Determine how many lines in the material below contain the string "port", then state only that count.

Provided records |
---
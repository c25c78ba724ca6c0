//! HTTP server lifecycle.
//!
//! [`spawn_server`] binds eagerly, so a taken port fails startup instead
//! of a background task, then serves the router until `shutdown`
//! resolves. Connection info is attached so the socket endpoint can
//! rate-limit by peer address.

use std::future::Future;
use std::net::SocketAddr;

use axum::Router;
use tokio::net::TcpListener;
use tokio::task::JoinHandle;
use tracing::{error, info};

/// Address the server binds to.
#[derive(Debug, Clone)]
pub struct ServerConfig {
    /// The host address to bind to (e.g. `0.0.0.0`).
    pub host: String,
    /// The TCP port to listen on.
    pub port: u16,
}

impl Default for ServerConfig {
    fn default() -> Self {
        Self {
            host: String::from("0.0.0.0"),
            port: 3000,
        }
    }
}

/// Errors that can occur when starting or running the server.
#[derive(Debug, thiserror::Error)]
pub enum ServerError {
    /// Failed to bind to the network address.
    #[error("bind error: {0}")]
    Bind(String),

    /// The server encountered a fatal error while serving.
    #[error("serve error: {0}")]
    Serve(String),
}

/// Bind `config` and serve `router` on a background task.
///
/// # Errors
///
/// Returns [`ServerError::Bind`] if the address is invalid or taken.
pub async fn spawn_server<F>(
    config: &ServerConfig,
    router: Router,
    shutdown: F,
) -> Result<JoinHandle<()>, ServerError>
where
    F: Future<Output = ()> + Send + 'static,
{
    let addr: SocketAddr = format!("{}:{}", config.host, config.port)
        .parse()
        .map_err(|e| ServerError::Bind(format!("invalid address: {e}")))?;

    let listener = TcpListener::bind(addr)
        .await
        .map_err(|e| ServerError::Bind(format!("bind failed on {addr}: {e}")))?;

    info!(%addr, "Hub server listening");

    let handle = tokio::spawn(async move {
        let service = router.into_make_service_with_connect_info::<SocketAddr>();
        if let Err(e) = axum::serve(listener, service)
            .with_graceful_shutdown(shutdown)
            .await
        {
            error!(error = %ServerError::Serve(e.to_string()), "Hub server exited with error");
        }
    });

    Ok(handle)
}
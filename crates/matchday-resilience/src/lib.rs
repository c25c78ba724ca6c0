//! Resilience primitives for the Matchday services.
//!
//! - [`retry`] -- retry an async operation with exponential backoff,
//!   jitter, and a per-attempt deadline.
//! - [`circuit_breaker`] -- fail fast while a dependency is unhealthy.
//! - [`rate_limiter`] -- fixed-window admission control per key.
//! - [`registry`] -- keyed singletons for breakers and limiters, built
//!   once at startup and injected where needed.
//!
//! All timing uses [`tokio::time`], so tests run with a paused clock.

pub mod circuit_breaker;
pub mod rate_limiter;
pub mod registry;
pub mod retry;

pub use circuit_breaker::{CircuitBreaker, CircuitBreakerConfig, CircuitError, CircuitState};
pub use rate_limiter::{RateLimitConfig, RateLimitExceeded, RateLimitRecord, RateLimiter};
pub use registry::{ResilienceConfig, ResilienceRegistry};
pub use retry::{AttemptFailure, RetryConfig, RetryError, retry_with_backoff};
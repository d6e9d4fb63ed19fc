//! Builds an index from a small JSON record set and prints each query.
//!
//! Run with `RUST_LOG=hierindex=debug` to see construction events.

use hierindex::{records_table, HierarchicalIndex, Key};
use tracing_subscriber::EnvFilter;

const ITEMS: &str = r#"[
    {"id": 1, "parent": "root", "type": null},
    {"id": 2, "parent": 1, "type": "test"},
    {"id": 3, "parent": 1, "type": "test"},
    {"id": 4, "parent": 2, "type": "test"},
    {"id": 5, "parent": 2, "type": "test"},
    {"id": 6, "parent": 2, "type": "test"},
    {"id": 7, "parent": 4, "type": null},
    {"id": 8, "parent": 4, "type": null}
]"#;

fn main() -> hierindex::Result<()> {
    tracing_subscriber::fmt()
        .with_env_filter(EnvFilter::from_default_env())
        .init();

    let index = HierarchicalIndex::from_json_str(ITEMS)?;

    println!("getAll()\n{index}");

    match index.get_item(&Key::Int(3)) {
        Some(item) => println!("getItem(3)\n{}", records_table(&[item])),
        None => println!("getItem(3)\nnot found"),
    }

    println!(
        "getChildren(4)\n{}",
        records_table(&index.get_children(&Key::Int(4)))
    );
    println!(
        "getChildren(5)\n{}",
        records_table(&index.get_children(&Key::Int(5)))
    );
    println!(
        "getAllDescendants(2)\n{}",
        records_table(&index.get_all_descendants(&Key::Int(2)))
    );
    println!(
        "getAllAncestors(7)\n{}",
        records_table(&index.get_all_ancestors(&Key::Int(7)))
    );

    let bad = r#"[{"id": 1, "parent": null}, {"id": true, "parent": 1}]"#;
    if let Err(err) = HierarchicalIndex::from_json_str(bad) {
        println!("rejected: {err}");
    }

    Ok(())
}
---
Result | 5